Los primeros escrúpulos


La angustiosa escrupulosidad, que tanto afligió al fraile agustino en sus años de crisis, es
verosímil que ya en el noviciado le produciría algunas horas de turbación y de dudas, cosa muy
frecuente entre los principiantes de la vida ascética.
Ignacio de Loyola, que padeció fuertes escrúpulos poco después de su conversión, escribió al
final de sus Ejercicios espirituales seis áureas reglas, distinguiendo lo que es «juicio erróneo y no
propio escrúpulo» del verdadero, que es duda de si ha hecho una cosa pecaminosa o no con
turbación y pensamiento inquietante; del primero dice que es «mucho de aborrescer, porque es
todo error»; del segundo, que «por algún espacio de tiempo no poco aprovecha al ánima que se
da a espirituales ejercicios, antes en gran manera purga y alimpia a la tal ánima, separándola de
toda apariencia de pecado».
Ambos géneros de escrúpulos se dieron en el novicio Martín Lutero. Como de día en día
fueron creciendo y se prolongaron por varios años, al fin le fueron fatales, conduciéndole al borde
de la desesperación; pero es de creer que en los principios le ayudarían a cumplir con exactitud
las reglas y costumbres del monasterio.
«Cuando yo era monje —dijo en cierta ocasión—, tenía una conciencia tan estrecha, que no
me atrevía a poseer una pluma (ein Feder haben) sin permiso del prior. Y hubiera preferido matar
a uno antes que estar en la cama sin escapulario».

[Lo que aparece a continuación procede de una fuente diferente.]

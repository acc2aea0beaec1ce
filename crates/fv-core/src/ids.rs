use core::fmt;
use core::num::NonZeroU32;

/// Compact, stable identifier used for mesh entities.
///
/// - `u32` keeps memory small
/// - `NonZero` enables `Option<Id>` to be pointer-optimized
#[derive(Clone, Copy, PartialEq, Eq, Hash, PartialOrd, Ord)]
pub struct Id(NonZeroU32);

impl Id {
    /// Create an Id from a 0-based index by storing index+1.
    pub fn from_index(index: u32) -> Self {
        Self(NonZeroU32::MIN.saturating_add(index))
    }

    /// Create an Id from a `usize` index, failing if it does not fit in `u32`.
    pub fn try_from_usize(index: usize) -> Option<Self> {
        let index = u32::try_from(index).ok()?;
        NonZeroU32::new(index.checked_add(1)?).map(Self)
    }

    /// Recover the 0-based index.
    pub fn index(self) -> u32 {
        self.0.get() - 1
    }

    /// Recover the 0-based index for slice access.
    pub fn idx(self) -> usize {
        self.index() as usize
    }
}

impl fmt::Debug for Id {
    fn fmt(&self, f: &mut fmt::Formatter<'_>) -> fmt::Result {
        write!(f, "Id({})", self.index())
    }
}

impl fmt::Display for Id {
    fn fmt(&self, f: &mut fmt::Formatter<'_>) -> fmt::Result {
        write!(f, "{}", self.index())
    }
}

/// Domain-specific ID aliases for clarity (no runtime cost).
pub type CellId = Id;
pub type FaceId = Id;
pub type PatchId = Id;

«Yo era un monje grave, vivía castamente, y no hubiera recibido la más pequeña moneda sin
permiso del prior; oraba diligentemente día y noche».
«Yo fui monje —predicaba en 1531—, y velé en la noche, ayuné, oré, castigué y atormenté mi
cuerpo para vivir en obediencia y castidad».

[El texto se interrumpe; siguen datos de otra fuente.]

//! What a scheme sees of the surrounding case while being built and evaluated.

use std::sync::Arc;

use fv_fields::{FieldValue, FvMesh, Interpolable, Shared, SurfaceField, VolField};
use fv_mesh::Mesh;
use tracing::trace;

use crate::config::SchemesDict;
use crate::error::{SchemeError, SchemeResult};
use crate::gradient::GaussGradient;
use crate::registry::SchemeRegistry;
use crate::stream::StreamLocation;
use crate::traits::InterpolationScheme;

/// Name of the density field looked up when a mass flux has to be converted
/// to a volumetric flux and no density was injected.
pub const DENSITY_FIELD_NAME: &str = "rho";

/// Maximum depth of nested dictionary lookups during construction.
pub const MAX_NESTING_DEPTH: usize = 32;

/// Mesh, schemes dictionary and scalar scheme registry shared by all schemes
/// of a case.
///
/// Cloning is cheap; schemes keep a clone for use at evaluation time.
#[derive(Clone)]
pub struct SchemeContext {
    mesh: Arc<FvMesh>,
    schemes: Arc<SchemesDict>,
    scalar_registry: Arc<SchemeRegistry<f64>>,
    density: Option<Shared<VolField<f64>>>,
    depth: usize,
}

impl SchemeContext {
    pub fn new(mesh: Arc<FvMesh>, schemes: Arc<SchemesDict>) -> Self {
        Self {
            mesh,
            schemes,
            scalar_registry: Arc::new(SchemeRegistry::standard()),
            density: None,
            depth: 0,
        }
    }

    /// Registry used for scalar helper interpolations (`interpolate(Co)`, `interpolate(rho)`).
    pub fn with_scalar_registry(mut self, registry: Arc<SchemeRegistry<f64>>) -> Self {
        self.scalar_registry = registry;
        self
    }

    /// Inject the density used to convert mass fluxes.
    pub fn with_density(mut self, density: Shared<VolField<f64>>) -> Self {
        self.density = Some(density);
        self
    }

    pub fn mesh(&self) -> &Arc<FvMesh> {
        &self.mesh
    }

    pub fn geometry(&self) -> &Arc<Mesh> {
        self.mesh.geometry()
    }

    pub fn schemes(&self) -> &SchemesDict {
        &self.schemes
    }

    pub fn scalar_registry(&self) -> &Arc<SchemeRegistry<f64>> {
        &self.scalar_registry
    }

    pub fn depth(&self) -> usize {
        self.depth
    }

    /// Face flux registered under `name`.
    pub fn lookup_flux(&self, name: &str) -> SchemeResult<Shared<SurfaceField<f64>>> {
        Ok(self.mesh.registry().lookup::<SurfaceField<f64>>(name)?)
    }

    /// The injected density, else the registered field named `rho`.
    pub fn density(&self) -> SchemeResult<Shared<VolField<f64>>> {
        match &self.density {
            Some(rho) => Ok(Arc::clone(rho)),
            None => Ok(self
                .mesh
                .registry()
                .lookup::<VolField<f64>>(DENSITY_FIELD_NAME)?),
        }
    }

    /// Interpolation scheme for `key` from `interpolation_schemes`.
    pub fn interpolation_scheme<T: FieldValue>(
        &self,
        registry: &SchemeRegistry<T>,
        key: &str,
    ) -> SchemeResult<Box<dyn InterpolationScheme<T>>> {
        let nested = self.nested(key)?;
        let mut stream = self.schemes.interpolation_entry(key)?;
        trace!(key, depth = nested.depth, "resolving interpolation entry");
        let scheme = registry.resolve(&nested, &mut stream)?;
        stream.expect_end()?;
        Ok(scheme)
    }

    /// Scalar interpolation scheme for `key`, e.g. `interpolate(Co)`.
    pub fn scalar_interpolation_scheme(
        &self,
        key: &str,
    ) -> SchemeResult<Box<dyn InterpolationScheme<f64>>> {
        let registry = Arc::clone(&self.scalar_registry);
        self.interpolation_scheme(&registry, key)
    }

    /// Gradient scheme for `key` from `grad_schemes`.
    pub fn gradient_scheme<T: Interpolable>(
        &self,
        registry: &SchemeRegistry<T>,
        key: &str,
    ) -> SchemeResult<GaussGradient<T>> {
        let nested = self.nested(key)?;
        let mut stream = self.schemes.grad_entry(key)?;
        let scheme = GaussGradient::from_stream(&nested, registry, &mut stream)?;
        stream.expect_end()?;
        Ok(scheme)
    }

    /// Interpolation part of a `div_schemes` entry, `Gauss <interpolation-spec>`,
    /// built with the face flux bound.
    pub fn convection_scheme<T: FieldValue>(
        &self,
        registry: &SchemeRegistry<T>,
        key: &str,
        flux: Shared<SurfaceField<f64>>,
    ) -> SchemeResult<Box<dyn InterpolationScheme<T>>> {
        let nested = self.nested(key)?;
        let mut stream = self.schemes.div_entry(key)?;
        let location = stream.location();
        let kind = stream.read_word("divergence scheme")?;
        if kind != "Gauss" {
            return Err(SchemeError::Configuration {
                message: format!("unknown divergence scheme '{kind}'; valid schemes are: Gauss"),
                location,
            });
        }
        let scheme = registry.resolve_with_flux(&nested, flux, &mut stream)?;
        stream.expect_end()?;
        Ok(scheme)
    }

    fn nested(&self, key: &str) -> SchemeResult<Self> {
        if self.depth >= MAX_NESTING_DEPTH {
            return Err(SchemeError::Configuration {
                message: format!(
                    "scheme entries nested deeper than {MAX_NESTING_DEPTH} levels; \
                     '{key}' probably refers to itself"
                ),
                location: StreamLocation {
                    entry: key.to_string(),
                    column: 1,
                },
            });
        }
        let mut nested = self.clone();
        nested.depth += 1;
        Ok(nested)
    }
}

#[cfg(test)]
mod tests {
    use super::*;
    use fv_core::{DIM_DENSITY, DIM_FLUX, RunTime};
    use fv_fields::{PatchKind, shared};
    use fv_mesh::grid;

    fn context(dict: SchemesDict) -> SchemeContext {
        let time = Arc::new(RunTime::from_seconds(0.1).unwrap());
        let mesh = Arc::new(FvMesh::new(grid(2, 1, 2.0, 1.0, 1.0).unwrap(), time));
        SchemeContext::new(mesh, Arc::new(dict))
    }

    #[test]
    fn density_prefers_injected_field() {
        let ctx = context(SchemesDict::standard());
        assert!(matches!(ctx.density(), Err(SchemeError::Lookup { .. })));

        let geometry = Arc::clone(ctx.geometry());
        ctx.mesh()
            .registry()
            .register(VolField::uniform("rho", &geometry, DIM_DENSITY, 1.0, PatchKind::Calculated));
        let registered = ctx.density().unwrap();

        let injected = shared(VolField::uniform("rhoIn", &geometry, DIM_DENSITY, 2.0, PatchKind::Calculated));
        let ctx = ctx.with_density(Arc::clone(&injected));
        let rho = ctx.density().unwrap();
        assert!(Arc::ptr_eq(&rho, &injected));
        assert!(!Arc::ptr_eq(&rho, &registered));
    }

    #[test]
    fn flux_lookup() {
        let ctx = context(SchemesDict::standard());
        let geometry = Arc::clone(ctx.geometry());
        ctx.mesh()
            .registry()
            .register(SurfaceField::uniform("phi", &geometry, DIM_FLUX, 1.0));
        assert!(ctx.lookup_flux("phi").is_ok());
        assert!(matches!(ctx.lookup_flux("phiX"), Err(SchemeError::Lookup { .. })));
    }

    #[test]
    fn self_referencing_entry_is_rejected() {
        let dict = SchemesDict::standard().with_interpolation(
            "interpolate(Co)",
            "cellCoBlended 0 linear 1 linear phi",
        );
        let ctx = context(dict);
        let geometry = Arc::clone(ctx.geometry());
        ctx.mesh()
            .registry()
            .register(SurfaceField::uniform("phi", &geometry, DIM_FLUX, 1.0));

        match ctx.scalar_interpolation_scheme("interpolate(Co)") {
            Err(SchemeError::Configuration { message, .. }) => {
                assert!(message.contains("nested"));
            }
            Err(other) => panic!("unexpected error {other}"),
            Ok(_) => panic!("expected nesting error"),
        }
    }

    #[test]
    fn convection_scheme_binds_flux() {
        let dict = SchemesDict::standard()
            .with_div("div(phi,T)", "Gauss upwind")
            .with_div("div(phi,U)", "bounded Gauss upwind");
        let ctx = context(dict);
        let geometry = Arc::clone(ctx.geometry());
        let phi = shared(SurfaceField::uniform("phi", &geometry, DIM_FLUX, 1.0));
        let registry = SchemeRegistry::<f64>::standard();

        let scheme = ctx
            .convection_scheme(&registry, "div(phi,T)", Arc::clone(&phi))
            .unwrap();
        assert_eq!(scheme.name(), "upwind");

        assert!(matches!(
            ctx.convection_scheme(&registry, "div(phi,U)", phi),
            Err(SchemeError::Configuration { .. })
        ));
    }
}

Del rigor y austeridad de su vida monacal habló innumerables veces en los últimos años de su
vida, exagerando de manera increíble aquellas vanas apariencias de santidad, cuyos frutos
abominables eran —según él— la soberbia de quien se juzga superior a los demás, la confianza
pelagiana en las propias obras y la negación de Cristo Redentor. No pensaba así cuando era novi-
cio humilde, pobre, obediente y casto.
Sin duda que el maestro le inculcaría la devoción filial a la Virgen María, abogada de
pecadores, madre del Salvador e intercesora ante su divino Hijo, y Fr. Martín, como los demás,
haría pequeños sacrificios en obsequio suyo, como el de ayunar algún sábado a pan y agua.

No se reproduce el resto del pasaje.